Content starts

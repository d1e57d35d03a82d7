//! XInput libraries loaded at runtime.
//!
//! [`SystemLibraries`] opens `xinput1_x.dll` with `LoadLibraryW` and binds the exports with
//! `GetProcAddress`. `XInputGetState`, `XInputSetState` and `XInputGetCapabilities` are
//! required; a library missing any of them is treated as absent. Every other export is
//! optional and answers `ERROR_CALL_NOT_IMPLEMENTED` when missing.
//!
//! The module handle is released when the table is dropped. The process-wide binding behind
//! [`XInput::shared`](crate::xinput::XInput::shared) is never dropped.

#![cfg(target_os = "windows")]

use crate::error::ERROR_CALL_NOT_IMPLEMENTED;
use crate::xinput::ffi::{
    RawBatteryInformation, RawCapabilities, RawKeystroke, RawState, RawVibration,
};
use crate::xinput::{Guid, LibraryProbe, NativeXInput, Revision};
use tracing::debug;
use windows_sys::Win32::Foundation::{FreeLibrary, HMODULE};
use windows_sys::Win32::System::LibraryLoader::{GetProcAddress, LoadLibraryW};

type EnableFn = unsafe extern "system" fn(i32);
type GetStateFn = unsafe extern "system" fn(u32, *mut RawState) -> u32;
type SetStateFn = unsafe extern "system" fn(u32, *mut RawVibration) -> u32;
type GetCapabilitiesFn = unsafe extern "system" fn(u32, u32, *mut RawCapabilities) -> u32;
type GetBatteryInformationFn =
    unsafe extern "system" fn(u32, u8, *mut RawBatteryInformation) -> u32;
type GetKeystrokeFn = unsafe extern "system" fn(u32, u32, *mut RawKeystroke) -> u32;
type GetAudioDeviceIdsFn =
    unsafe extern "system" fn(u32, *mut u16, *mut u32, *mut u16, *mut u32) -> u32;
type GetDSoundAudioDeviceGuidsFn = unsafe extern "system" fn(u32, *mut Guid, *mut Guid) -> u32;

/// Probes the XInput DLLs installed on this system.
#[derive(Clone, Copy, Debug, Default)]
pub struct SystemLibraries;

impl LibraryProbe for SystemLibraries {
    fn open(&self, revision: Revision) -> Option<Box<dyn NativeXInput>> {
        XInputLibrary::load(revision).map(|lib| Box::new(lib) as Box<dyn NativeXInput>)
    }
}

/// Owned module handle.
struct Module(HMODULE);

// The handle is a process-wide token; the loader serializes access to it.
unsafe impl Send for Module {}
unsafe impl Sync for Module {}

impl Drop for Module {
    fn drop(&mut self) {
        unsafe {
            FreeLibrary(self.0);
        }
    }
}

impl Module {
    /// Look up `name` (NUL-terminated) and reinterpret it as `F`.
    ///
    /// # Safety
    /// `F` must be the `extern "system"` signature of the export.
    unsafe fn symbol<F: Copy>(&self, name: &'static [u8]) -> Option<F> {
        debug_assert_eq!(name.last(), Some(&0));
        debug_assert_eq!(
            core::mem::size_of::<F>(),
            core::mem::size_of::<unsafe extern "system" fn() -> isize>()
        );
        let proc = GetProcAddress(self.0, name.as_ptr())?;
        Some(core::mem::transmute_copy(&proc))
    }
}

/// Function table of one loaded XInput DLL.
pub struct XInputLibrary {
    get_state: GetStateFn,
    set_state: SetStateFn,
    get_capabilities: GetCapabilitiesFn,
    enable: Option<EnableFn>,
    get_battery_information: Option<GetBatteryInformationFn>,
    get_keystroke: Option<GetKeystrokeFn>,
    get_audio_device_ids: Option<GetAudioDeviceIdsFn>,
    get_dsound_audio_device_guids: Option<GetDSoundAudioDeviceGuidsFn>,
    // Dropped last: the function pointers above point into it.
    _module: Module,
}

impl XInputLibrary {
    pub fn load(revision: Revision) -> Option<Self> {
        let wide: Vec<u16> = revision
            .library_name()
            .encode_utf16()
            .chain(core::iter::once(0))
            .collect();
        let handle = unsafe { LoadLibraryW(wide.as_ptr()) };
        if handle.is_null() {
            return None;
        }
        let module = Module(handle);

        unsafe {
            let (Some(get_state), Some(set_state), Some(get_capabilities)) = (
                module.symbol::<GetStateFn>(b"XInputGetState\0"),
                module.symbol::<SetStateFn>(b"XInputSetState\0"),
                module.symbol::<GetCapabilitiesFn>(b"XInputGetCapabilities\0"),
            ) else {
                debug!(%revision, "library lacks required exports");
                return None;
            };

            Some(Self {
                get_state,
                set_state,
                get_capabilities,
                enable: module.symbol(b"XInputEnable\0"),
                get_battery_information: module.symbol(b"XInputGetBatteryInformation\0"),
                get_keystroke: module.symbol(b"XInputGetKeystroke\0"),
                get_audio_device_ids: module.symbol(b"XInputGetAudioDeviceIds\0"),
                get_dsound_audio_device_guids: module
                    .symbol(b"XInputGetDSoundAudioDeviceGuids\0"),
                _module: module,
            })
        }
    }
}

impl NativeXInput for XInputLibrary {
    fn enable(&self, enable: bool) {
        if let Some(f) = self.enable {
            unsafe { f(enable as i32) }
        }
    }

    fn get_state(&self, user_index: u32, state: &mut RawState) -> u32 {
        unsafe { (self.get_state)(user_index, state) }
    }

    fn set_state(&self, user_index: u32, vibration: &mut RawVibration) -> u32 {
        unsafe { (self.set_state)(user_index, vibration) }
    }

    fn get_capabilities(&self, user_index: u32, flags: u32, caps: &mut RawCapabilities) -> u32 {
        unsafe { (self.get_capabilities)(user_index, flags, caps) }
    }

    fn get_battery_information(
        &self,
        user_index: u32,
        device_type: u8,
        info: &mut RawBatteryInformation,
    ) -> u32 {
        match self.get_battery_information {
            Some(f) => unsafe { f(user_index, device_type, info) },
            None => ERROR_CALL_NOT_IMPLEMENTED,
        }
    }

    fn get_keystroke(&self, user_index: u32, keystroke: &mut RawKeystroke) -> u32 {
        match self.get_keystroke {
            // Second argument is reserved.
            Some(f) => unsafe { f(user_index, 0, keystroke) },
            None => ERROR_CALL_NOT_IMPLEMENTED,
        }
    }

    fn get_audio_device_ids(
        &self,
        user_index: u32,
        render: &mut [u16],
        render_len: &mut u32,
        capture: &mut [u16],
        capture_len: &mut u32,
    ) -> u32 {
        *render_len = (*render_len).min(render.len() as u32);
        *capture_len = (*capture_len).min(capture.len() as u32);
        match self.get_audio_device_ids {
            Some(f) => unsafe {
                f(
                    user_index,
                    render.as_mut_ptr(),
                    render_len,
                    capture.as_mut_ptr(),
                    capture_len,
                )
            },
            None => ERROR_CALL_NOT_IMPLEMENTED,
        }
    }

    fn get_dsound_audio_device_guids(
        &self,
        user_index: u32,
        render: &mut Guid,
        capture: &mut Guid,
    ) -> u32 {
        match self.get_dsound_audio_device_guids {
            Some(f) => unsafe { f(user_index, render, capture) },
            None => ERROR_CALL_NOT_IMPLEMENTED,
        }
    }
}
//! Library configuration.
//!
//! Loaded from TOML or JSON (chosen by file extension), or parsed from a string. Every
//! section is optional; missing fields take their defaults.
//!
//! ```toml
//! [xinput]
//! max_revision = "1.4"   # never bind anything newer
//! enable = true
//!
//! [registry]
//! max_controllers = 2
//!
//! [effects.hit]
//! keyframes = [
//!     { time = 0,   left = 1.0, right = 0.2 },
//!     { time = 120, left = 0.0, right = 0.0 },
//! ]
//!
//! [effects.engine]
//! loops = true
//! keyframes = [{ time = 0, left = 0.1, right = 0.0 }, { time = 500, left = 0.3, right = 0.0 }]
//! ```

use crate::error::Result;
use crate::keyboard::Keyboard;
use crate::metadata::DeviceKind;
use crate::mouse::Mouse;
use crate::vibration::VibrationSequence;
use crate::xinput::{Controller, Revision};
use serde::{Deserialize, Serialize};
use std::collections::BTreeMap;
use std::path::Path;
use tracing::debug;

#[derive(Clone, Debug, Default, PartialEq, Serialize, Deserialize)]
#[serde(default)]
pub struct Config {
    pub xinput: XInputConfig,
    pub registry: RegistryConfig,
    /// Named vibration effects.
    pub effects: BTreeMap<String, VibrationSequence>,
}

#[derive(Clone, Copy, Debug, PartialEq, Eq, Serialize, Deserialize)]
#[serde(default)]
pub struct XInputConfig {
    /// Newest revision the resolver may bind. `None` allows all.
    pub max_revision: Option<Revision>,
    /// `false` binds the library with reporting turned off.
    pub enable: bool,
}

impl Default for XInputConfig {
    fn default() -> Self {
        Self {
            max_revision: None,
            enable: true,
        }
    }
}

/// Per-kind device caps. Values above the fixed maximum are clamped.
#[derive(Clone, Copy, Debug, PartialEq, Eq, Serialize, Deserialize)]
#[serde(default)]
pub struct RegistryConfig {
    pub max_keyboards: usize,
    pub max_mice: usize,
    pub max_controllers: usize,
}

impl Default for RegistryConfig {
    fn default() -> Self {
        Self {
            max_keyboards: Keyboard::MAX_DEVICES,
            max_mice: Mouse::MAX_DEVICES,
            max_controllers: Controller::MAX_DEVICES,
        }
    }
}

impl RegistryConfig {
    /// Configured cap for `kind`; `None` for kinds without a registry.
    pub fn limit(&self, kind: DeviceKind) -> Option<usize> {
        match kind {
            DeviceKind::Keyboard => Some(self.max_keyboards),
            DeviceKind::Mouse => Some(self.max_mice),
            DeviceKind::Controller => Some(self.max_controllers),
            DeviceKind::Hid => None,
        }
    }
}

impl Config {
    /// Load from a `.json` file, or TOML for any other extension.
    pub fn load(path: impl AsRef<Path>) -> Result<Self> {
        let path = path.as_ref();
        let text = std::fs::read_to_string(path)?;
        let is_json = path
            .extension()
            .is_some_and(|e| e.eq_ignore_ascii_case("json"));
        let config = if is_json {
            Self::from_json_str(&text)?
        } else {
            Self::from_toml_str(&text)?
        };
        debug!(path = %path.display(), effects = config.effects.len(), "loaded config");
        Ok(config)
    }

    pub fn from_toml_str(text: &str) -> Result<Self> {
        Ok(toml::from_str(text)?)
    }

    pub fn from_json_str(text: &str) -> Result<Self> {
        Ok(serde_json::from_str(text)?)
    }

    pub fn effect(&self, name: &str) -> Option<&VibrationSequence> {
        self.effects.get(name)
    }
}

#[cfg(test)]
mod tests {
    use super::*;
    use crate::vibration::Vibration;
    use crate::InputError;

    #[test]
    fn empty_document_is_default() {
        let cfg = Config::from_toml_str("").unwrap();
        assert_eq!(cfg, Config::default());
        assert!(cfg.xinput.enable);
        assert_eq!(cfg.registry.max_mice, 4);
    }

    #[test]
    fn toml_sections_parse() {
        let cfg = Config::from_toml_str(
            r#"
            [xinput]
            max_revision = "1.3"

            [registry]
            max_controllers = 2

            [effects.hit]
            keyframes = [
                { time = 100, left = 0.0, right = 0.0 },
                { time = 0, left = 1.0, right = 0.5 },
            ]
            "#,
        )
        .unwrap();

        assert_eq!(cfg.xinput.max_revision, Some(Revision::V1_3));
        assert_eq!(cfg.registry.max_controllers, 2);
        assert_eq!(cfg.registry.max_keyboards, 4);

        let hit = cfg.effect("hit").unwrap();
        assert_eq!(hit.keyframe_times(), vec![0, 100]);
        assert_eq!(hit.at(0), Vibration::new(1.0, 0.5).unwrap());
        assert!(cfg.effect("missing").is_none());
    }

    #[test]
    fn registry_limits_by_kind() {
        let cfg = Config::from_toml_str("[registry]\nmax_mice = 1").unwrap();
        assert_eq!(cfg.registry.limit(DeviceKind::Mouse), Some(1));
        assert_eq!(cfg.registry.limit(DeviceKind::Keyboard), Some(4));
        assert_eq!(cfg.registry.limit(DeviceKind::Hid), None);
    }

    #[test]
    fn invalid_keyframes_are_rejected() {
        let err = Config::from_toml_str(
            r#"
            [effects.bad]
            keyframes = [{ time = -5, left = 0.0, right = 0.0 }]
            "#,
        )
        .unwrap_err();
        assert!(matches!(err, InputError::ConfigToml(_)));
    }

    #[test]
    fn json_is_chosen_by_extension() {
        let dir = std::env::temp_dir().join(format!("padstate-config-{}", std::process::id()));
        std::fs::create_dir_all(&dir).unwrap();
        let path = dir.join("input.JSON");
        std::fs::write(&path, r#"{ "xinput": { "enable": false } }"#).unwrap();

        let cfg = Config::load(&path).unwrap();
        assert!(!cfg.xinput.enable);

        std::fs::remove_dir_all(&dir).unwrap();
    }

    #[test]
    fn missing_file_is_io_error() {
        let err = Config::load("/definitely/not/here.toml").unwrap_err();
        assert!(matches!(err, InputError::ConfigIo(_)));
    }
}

Content ends

The range runs from the line above containing "(self.get_capabilities)(user_index, flags, caps)" to the line containing "fn get_keystroke(&self, user_index: u32, keystroke: &mut", inclusive. Restate those lines word for word and no others.

■ OUTPUT OF THE EXERCISE
        unsafe { (self.get_capabilities)(user_index, flags, caps) }
    }

    fn get_battery_information(
        &self,
        user_index: u32,
        device_type: u8,
        info: &mut RawBatteryInformation,
    ) -> u32 {
        match self.get_battery_information {
            Some(f) => unsafe { f(user_index, device_type, info) },
            None => ERROR_CALL_NOT_IMPLEMENTED,
        }
    }

    fn get_keystroke(&self, user_index: u32, keystroke: &mut RawKeystroke) -> u32 {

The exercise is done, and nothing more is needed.